EXERCISE:
The line containing "pub struct ProjectOutcome" marks the end, so write out exactly every line from the top of the entries below through that one.

** DATA FOR THE TASK follows **

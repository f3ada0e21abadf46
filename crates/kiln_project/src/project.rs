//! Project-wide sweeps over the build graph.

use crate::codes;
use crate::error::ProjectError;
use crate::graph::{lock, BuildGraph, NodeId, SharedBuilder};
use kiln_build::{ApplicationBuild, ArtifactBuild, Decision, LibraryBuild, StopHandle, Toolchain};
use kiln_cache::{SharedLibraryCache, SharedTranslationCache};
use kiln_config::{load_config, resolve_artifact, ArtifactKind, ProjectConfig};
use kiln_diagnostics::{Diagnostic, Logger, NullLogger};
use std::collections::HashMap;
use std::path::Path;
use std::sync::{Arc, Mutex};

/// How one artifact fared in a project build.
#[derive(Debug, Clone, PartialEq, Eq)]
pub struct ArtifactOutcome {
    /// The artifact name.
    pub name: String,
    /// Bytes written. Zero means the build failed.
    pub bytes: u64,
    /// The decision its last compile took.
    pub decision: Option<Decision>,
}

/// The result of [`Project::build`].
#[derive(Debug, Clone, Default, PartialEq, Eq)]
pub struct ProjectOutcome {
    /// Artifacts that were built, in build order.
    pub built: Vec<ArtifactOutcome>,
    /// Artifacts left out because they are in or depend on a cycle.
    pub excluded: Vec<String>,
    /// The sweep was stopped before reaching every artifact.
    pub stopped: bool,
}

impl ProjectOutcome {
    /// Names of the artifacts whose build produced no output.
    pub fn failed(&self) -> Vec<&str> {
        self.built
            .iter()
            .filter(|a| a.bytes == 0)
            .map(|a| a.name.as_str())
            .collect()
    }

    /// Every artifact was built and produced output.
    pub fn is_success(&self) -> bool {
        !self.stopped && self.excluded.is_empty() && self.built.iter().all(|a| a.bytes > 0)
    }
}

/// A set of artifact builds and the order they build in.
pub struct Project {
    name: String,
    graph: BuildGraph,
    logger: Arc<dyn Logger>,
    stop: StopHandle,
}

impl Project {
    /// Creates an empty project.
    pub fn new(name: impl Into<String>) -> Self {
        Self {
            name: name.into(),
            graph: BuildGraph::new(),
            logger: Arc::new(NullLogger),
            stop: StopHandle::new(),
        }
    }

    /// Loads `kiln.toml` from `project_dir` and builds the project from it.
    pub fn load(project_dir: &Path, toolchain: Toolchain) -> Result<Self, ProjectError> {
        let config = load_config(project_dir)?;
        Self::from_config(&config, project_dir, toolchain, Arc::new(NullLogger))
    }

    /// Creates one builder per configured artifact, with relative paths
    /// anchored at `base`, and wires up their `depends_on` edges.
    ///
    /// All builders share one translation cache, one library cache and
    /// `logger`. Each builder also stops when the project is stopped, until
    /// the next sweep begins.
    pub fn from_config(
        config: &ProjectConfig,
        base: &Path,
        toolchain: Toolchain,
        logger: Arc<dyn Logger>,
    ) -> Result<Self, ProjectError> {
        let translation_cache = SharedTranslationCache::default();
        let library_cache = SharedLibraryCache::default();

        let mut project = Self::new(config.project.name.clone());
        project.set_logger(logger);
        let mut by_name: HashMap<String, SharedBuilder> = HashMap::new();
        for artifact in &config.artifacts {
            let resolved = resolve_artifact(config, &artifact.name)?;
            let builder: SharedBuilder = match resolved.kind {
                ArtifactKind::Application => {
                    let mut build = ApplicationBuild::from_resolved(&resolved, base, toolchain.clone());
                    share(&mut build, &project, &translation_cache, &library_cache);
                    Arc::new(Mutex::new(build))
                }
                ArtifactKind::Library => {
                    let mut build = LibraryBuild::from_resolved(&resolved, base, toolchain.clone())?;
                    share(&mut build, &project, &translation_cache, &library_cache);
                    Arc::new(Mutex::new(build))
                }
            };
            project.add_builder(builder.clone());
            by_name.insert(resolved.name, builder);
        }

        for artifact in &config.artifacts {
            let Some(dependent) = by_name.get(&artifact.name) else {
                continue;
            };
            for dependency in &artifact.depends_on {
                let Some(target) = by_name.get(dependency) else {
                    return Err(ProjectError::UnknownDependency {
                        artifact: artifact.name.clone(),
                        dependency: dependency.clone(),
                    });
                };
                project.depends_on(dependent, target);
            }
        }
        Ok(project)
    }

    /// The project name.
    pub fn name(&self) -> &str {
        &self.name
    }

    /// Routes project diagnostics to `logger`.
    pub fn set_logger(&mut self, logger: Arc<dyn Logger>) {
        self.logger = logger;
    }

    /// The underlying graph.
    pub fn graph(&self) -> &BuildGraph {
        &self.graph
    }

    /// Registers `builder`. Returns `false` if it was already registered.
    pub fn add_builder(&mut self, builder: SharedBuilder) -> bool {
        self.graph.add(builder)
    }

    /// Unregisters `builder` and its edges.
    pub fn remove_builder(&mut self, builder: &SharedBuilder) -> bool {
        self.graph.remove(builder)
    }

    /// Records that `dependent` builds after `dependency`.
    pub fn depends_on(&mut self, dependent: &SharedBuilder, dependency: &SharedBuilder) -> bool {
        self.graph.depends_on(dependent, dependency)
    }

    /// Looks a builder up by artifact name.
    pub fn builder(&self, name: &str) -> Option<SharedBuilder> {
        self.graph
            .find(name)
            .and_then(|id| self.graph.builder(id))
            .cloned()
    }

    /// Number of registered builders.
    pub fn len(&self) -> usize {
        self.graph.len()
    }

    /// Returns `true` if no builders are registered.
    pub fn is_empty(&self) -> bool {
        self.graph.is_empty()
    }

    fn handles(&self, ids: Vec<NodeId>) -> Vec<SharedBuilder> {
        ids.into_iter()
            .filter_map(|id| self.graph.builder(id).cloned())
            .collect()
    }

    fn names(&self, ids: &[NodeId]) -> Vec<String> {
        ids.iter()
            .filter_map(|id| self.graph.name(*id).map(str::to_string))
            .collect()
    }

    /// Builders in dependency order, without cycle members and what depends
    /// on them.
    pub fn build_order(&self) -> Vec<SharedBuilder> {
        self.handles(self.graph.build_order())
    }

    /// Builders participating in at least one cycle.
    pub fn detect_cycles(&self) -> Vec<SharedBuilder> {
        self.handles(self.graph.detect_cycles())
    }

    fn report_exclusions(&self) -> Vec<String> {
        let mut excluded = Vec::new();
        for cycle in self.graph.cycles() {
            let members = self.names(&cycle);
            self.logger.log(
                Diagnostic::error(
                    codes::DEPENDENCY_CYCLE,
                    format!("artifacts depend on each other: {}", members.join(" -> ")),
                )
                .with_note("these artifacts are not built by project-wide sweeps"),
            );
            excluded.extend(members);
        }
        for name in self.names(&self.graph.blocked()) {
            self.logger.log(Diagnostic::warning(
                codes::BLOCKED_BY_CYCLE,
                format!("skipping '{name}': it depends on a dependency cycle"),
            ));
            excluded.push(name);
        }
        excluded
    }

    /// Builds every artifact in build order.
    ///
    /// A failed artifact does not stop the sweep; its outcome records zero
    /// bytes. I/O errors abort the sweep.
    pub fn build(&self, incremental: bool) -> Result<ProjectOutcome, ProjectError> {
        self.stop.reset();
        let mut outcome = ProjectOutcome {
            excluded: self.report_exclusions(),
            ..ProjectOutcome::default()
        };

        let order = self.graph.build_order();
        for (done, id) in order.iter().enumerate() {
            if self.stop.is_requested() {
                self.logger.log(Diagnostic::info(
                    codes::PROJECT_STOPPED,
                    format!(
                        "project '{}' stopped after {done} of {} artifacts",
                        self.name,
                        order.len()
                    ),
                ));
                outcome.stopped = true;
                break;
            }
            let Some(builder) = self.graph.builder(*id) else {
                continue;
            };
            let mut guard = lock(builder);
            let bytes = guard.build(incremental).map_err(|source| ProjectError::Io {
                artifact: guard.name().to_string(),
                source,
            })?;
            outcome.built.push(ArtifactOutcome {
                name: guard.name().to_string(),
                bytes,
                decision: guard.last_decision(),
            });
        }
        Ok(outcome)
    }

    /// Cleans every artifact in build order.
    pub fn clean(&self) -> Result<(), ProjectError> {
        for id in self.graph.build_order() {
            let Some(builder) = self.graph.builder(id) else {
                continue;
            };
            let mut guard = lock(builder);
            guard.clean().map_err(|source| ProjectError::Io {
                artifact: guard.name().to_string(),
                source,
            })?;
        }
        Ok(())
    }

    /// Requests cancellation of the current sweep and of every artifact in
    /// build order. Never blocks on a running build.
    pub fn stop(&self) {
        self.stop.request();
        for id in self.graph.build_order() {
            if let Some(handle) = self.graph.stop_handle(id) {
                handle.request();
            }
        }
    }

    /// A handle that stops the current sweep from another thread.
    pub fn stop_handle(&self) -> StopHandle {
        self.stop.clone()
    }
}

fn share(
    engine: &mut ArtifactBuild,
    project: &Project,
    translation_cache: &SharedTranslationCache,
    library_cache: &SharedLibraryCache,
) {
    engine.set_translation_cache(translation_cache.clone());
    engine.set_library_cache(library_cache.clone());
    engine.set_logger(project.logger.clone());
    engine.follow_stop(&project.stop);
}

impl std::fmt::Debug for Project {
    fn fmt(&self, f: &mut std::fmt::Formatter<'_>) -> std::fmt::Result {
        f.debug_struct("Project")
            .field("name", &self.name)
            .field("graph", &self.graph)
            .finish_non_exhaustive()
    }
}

** End of DATA FOR THE TASK **

WRITTEN REPLY:
repository f3ada0e21abadf46
filename crates/kiln_project/src/project.rs
//! Project-wide sweeps over the build graph.

use crate::codes;
use crate::error::ProjectError;
use crate::graph::{lock, BuildGraph, NodeId, SharedBuilder};
use kiln_build::{ApplicationBuild, ArtifactBuild, Decision, LibraryBuild, StopHandle, Toolchain};
use kiln_cache::{SharedLibraryCache, SharedTranslationCache};
use kiln_config::{load_config, resolve_artifact, ArtifactKind, ProjectConfig};
use kiln_diagnostics::{Diagnostic, Logger, NullLogger};
use std::collections::HashMap;
use std::path::Path;
use std::sync::{Arc, Mutex};

/// How one artifact fared in a project build.
#[derive(Debug, Clone, PartialEq, Eq)]
pub struct ArtifactOutcome {
    /// The artifact name.
    pub name: String,
    /// Bytes written. Zero means the build failed.
    pub bytes: u64,
    /// The decision its last compile took.
    pub decision: Option<Decision>,
}

/// The result of [`Project::build`].
#[derive(Debug, Clone, Default, PartialEq, Eq)]
pub struct ProjectOutcome {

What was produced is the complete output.